The arrival of the diesel is a big plus for the Epica.
Though the petrol six is smooth, it is sluggish. The new diesel is so strong that driving the Epica is almost effortless. It pulls hard from about 1800 to 2800 revs. The new automatic complements it and you hardly notice it changing. And the diesel is noisy, but it is not the loudest that has been tested.
In terms of fuel consumption, the claimed 7.6 litres/100km couldn’t be matched. It achieved 8.6 litres/100km.
But this diesel is not really about saving money, more about better performance.
Unfortunately, the Epica’s steering is a disappointment, the problem to do with the uneven power-steering assistance.
You are never sure how much assistance you will get when you turn into a corner and it also varies in the corner, like driving with a PlayStation steering-wheel controller.
This steering deficiency is especially evident at low speeds when parking.
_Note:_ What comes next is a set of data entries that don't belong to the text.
mod report;

use alembic::{Engine, SearchOptions};
use std::io::{self, IsTerminal, Read};
use std::path::PathBuf;
use std::time::Duration;

const DATA_DIR_ENV: &str = "ALEMBIC_DATA";
const DEFAULT_DATA_DIR: &str = "data";
const DEFAULT_BUDGET_SECS: u64 = 20;
const DEFAULT_LIMIT: usize = 3;

fn main() {
    let config = match parse_args() {
        Ok(config) => config,
        Err(err) => {
            eprintln!("{err}");
            std::process::exit(2);
        }
    };

    let engine = match Engine::load_pack(&config.data_dir) {
        Ok(engine) => engine,
        Err(err) => {
            eprintln!("error: {err}");
            std::process::exit(1);
        }
    };

    std::process::exit(run(&engine, &config));
}

fn run(engine: &Engine, config: &CliConfig) -> i32 {
    match config.command {
        Command::Resolve => {
            let tokens: Vec<String> = config
                .input
                .split([' ', ','])
                .filter(|t| !t.trim().is_empty())
                .map(|t| t.trim().to_string())
                .collect();
            match engine.resolve_formula(&tokens) {
                Ok(res) => {
                    report::print_resolution(&config.input, &res, config.color);
                    0
                }
                Err(err) => {
                    eprintln!("error: {err}");
                    2
                }
            }
        }
        Command::Search => {
            let options = SearchOptions {
                max_results: config.limit,
                time_budget: config.budget,
                seed: config.seed,
                ..SearchOptions::default()
            };
            let found = engine.find_recipes(&config.input, &options);
            report::print_candidates(&config.input, &found, config.color);
            0
        }
        Command::Classify => {
            let atoms = engine.classify(&config.input);
            let tokens = engine.ingredients().tokens_producing_effect(&config.input, 30);
            let matches = engine.catalog().search(&config.input, 10);
            report::print_classification(&config.input, &atoms, &tokens, &matches, config.color);
            0
        }
    }
}

#[derive(Clone, Copy)]
enum Command {
    Resolve,
    Search,
    Classify,
}

struct CliConfig {
    command: Command,
    input: String,
    data_dir: PathBuf,
    seed: u64,
    budget: Duration,
    limit: usize,
    color: bool,
}

fn parse_args() -> Result<CliConfig, String> {
    let mut command: Option<Command> = None;
    let mut input: Option<String> = None;
    let mut data_dir =
        PathBuf::from(std::env::var(DATA_DIR_ENV).unwrap_or_else(|_| DEFAULT_DATA_DIR.to_string()));
    let mut seed = 0u64;
    let mut budget = Duration::from_secs(DEFAULT_BUDGET_SECS);
    let mut limit = DEFAULT_LIMIT;
    let mut color = io::stdout().is_terminal();
    let mut args = std::env::args().skip(1).peekable();

    while let Some(arg) = args.next() {
        match arg.as_str() {
            "-h" | "--help" => {
                print_help();
                std::process::exit(0);
            }
            "-V" | "--version" => {
                println!("alembic {}", env!("CARGO_PKG_VERSION"));
                std::process::exit(0);
            }
            "--color" => color = true,
            "--no-color" => color = false,
            "--data" => {
                let value = args.next().ok_or_else(|| "error: --data expects a value".to_string())?;
                data_dir = PathBuf::from(value);
            }
            "--seed" => {
                let value = args.next().ok_or_else(|| "error: --seed expects a value".to_string())?;
                seed = parse_seed(&value)?;
            }
            "--budget" => {
                let value = args.next().ok_or_else(|| "error: --budget expects a value".to_string())?;
                budget = parse_budget(&value)?;
            }
            "--limit" => {
                let value = args.next().ok_or_else(|| "error: --limit expects a value".to_string())?;
                limit = parse_limit(&value)?;
            }
            "--" => {
                let rest = args.collect::<Vec<_>>().join(" ");
                if !rest.trim().is_empty() {
                    if input.is_some() {
                        return Err("error: input provided multiple times".to_string());
                    }
                    input = Some(rest);
                }
                break;
            }
            _ if arg.starts_with("--data=") => {
                data_dir = PathBuf::from(arg.trim_start_matches("--data="));
            }
            _ if arg.starts_with("--seed=") => {
                seed = parse_seed(arg.trim_start_matches("--seed="))?;
            }
            _ if arg.starts_with("--budget=") => {
                budget = parse_budget(arg.trim_start_matches("--budget="))?;
            }
            _ if arg.starts_with("--limit=") => {
                limit = parse_limit(arg.trim_start_matches("--limit="))?;
            }
            _ if arg.starts_with('-') => {
                return Err(format!("error: unknown option '{arg}'"));
            }
            _ if command.is_none() => {
                command = Some(parse_command(&arg)?);
            }
            _ => {
                let rest = std::iter::once(arg).chain(args).collect::<Vec<_>>().join(" ");
                if input.is_some() {
                    return Err("error: input provided multiple times".to_string());
                }
                input = Some(rest);
                break;
            }
        }
    }

    let command = command.ok_or_else(|| format!("error: no command provided\n\n{}", help_text()))?;

    let input = match input {
        Some(value) => value,
        None => read_stdin_input()?,
    };

    if input.trim().is_empty() {
        return Err(format!("error: no input provided\n\n{}", help_text()));
    }

    Ok(CliConfig { command, input: input.trim().to_string(), data_dir, seed, budget, limit, color })
}

fn parse_command(value: &str) -> Result<Command, String> {
    match value {
        "resolve" => Ok(Command::Resolve),
        "search" => Ok(Command::Search),
        "classify" => Ok(Command::Classify),
        _ => Err(format!("error: unknown command '{value}' (expected resolve, search, or classify)")),
    }
}

fn read_stdin_input() -> Result<String, String> {
    let mut buffer = String::new();
    io::stdin().read_to_string(&mut buffer).map_err(|err| format!("error: failed to read stdin: {err}"))?;
    Ok(buffer)
}

fn parse_seed(value: &str) -> Result<u64, String> {
    value.parse().map_err(|_| format!("error: invalid --seed '{value}' (expected an integer)"))
}

fn parse_budget(value: &str) -> Result<Duration, String> {
    let secs: u64 =
        value.parse().map_err(|_| format!("error: invalid --budget '{value}' (expected seconds)"))?;
    Ok(Duration::from_secs(secs))
}

fn parse_limit(value: &str) -> Result<usize, String> {
    let limit: usize =
        value.parse().map_err(|_| format!("error: invalid --limit '{value}' (expected an integer)"))?;
    if limit == 0 {
        return Err("error: --limit must be at least 1".to_string());
    }
    Ok(limit)
}

fn print_help() {
    println!("{}", help_text());
}

fn help_text() -> String {
    format!(
        "alembic {version}

Crafting-ruleset engine CLI.

Usage:
  alembic <command> [OPTIONS] [--] <input...>

Commands:
  resolve    Resolve a token formula, e.g. 'KQ1 FR2 ML1 SB3 TT1'.
  search     Find recipes for a target effect text.
  classify   Classify an effect text and list matching tokens.

Options:
  --data <dir>       Data pack directory with ingredients.json,
                     effect_catalog.json, rules.json.
                     Default: ${data_env} or '{default_dir}'.
  --seed <n>         RNG seed for the search sampling fallback. Default: 0.
  --budget <secs>    Search time budget in seconds. Default: {budget}.
  --limit <n>        Maximum search results. Default: {limit}.
  --color            Force ANSI color output.
  --no-color         Disable ANSI color output.
  -h, --help         Show this help message.
  -V, --version      Print version information.

Exit codes:
  0  Success.
  1  Data pack could not be loaded.
  2  Invalid arguments or malformed input.
",
        version = env!("CARGO_PKG_VERSION"),
        data_env = DATA_DIR_ENV,
        default_dir = DEFAULT_DATA_DIR,
        budget = DEFAULT_BUDGET_SECS,
        limit = DEFAULT_LIMIT,
    )
}
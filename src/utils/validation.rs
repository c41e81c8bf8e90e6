use crate::utils::error::{Result, SubwayError};

pub trait Validate {
    fn validate(&self) -> Result<()>;
}

pub fn validate_path(field_name: &str, path: &str) -> Result<()> {
    if path.is_empty() {
        return Err(SubwayError::InvalidValueError {
            field: field_name.to_string(),
            value: path.to_string(),
            reason: "Path cannot be empty".to_string(),
        });
    }

    if path.contains('\0') {
        return Err(SubwayError::InvalidValueError {
            field: field_name.to_string(),
            value: path.to_string(),
            reason: "Path contains null bytes".to_string(),
        });
    }

    Ok(())
}

pub fn validate_positive_number(field_name: &str, value: u64, min_value: u64) -> Result<()> {
    if value < min_value {
        return Err(SubwayError::InvalidValueError {
            field: field_name.to_string(),
            value: value.to_string(),
            reason: format!("Value must be at least {}", min_value),
        });
    }
    Ok(())
}

pub fn validate_max_number(field_name: &str, value: u64, max_value: u64) -> Result<()> {
    if value > max_value {
        return Err(SubwayError::InvalidValueError {
            field: field_name.to_string(),
            value: value.to_string(),
            reason: format!("Value must be at most {}", max_value),
        });
    }
    Ok(())
}

pub fn validate_non_empty_string(field_name: &str, value: &str) -> Result<()> {
    if value.trim().is_empty() {
        return Err(SubwayError::InvalidValueError {
            field: field_name.to_string(),
            value: value.to_string(),
            reason: "Value cannot be empty or whitespace-only".to_string(),
        });
    }
    Ok(())
}

pub fn validate_max_length(field_name: &str, value: &str, max: usize) -> Result<()> {
    let length = value.chars().count();
    if length > max {
        return Err(SubwayError::InvalidValueError {
            field: field_name.to_string(),
            value: value.to_string(),
            reason: format!("Value is {} characters long, the limit is {}", length, max),
        });
    }
    Ok(())
}
// Domain layer: stations, sections, the section chain and lines, plus the repository ports.

pub mod line;
pub mod model;
pub mod ports;
pub mod sections;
The hydraulic assistance makes the engine revs rise and makes a deep groaning noise.
You also have to turn the wheel a lot of times to change direction when parking, which doesn’t help.
The Epica holds the road well, but a firm front end means it turns in reluctantly at lower speeds. It is comfortable on the open road and the dampers produce a fairly compliant ride in most conditions.
Practicality is a strong point of the Epica and it has a lot of space inside.
The diesel is good value and the best Epica yet, but it falls well short of the Ford Mondeo and Mazda6 when it comes to dynamics. Given these cars are currently being discounted, it would be wise to test them and the Honda Accord before settling on the Epica.
THE BOTTOM LINE
STRONG diesel and nice transmission make Epica better, but steering spoils the drive.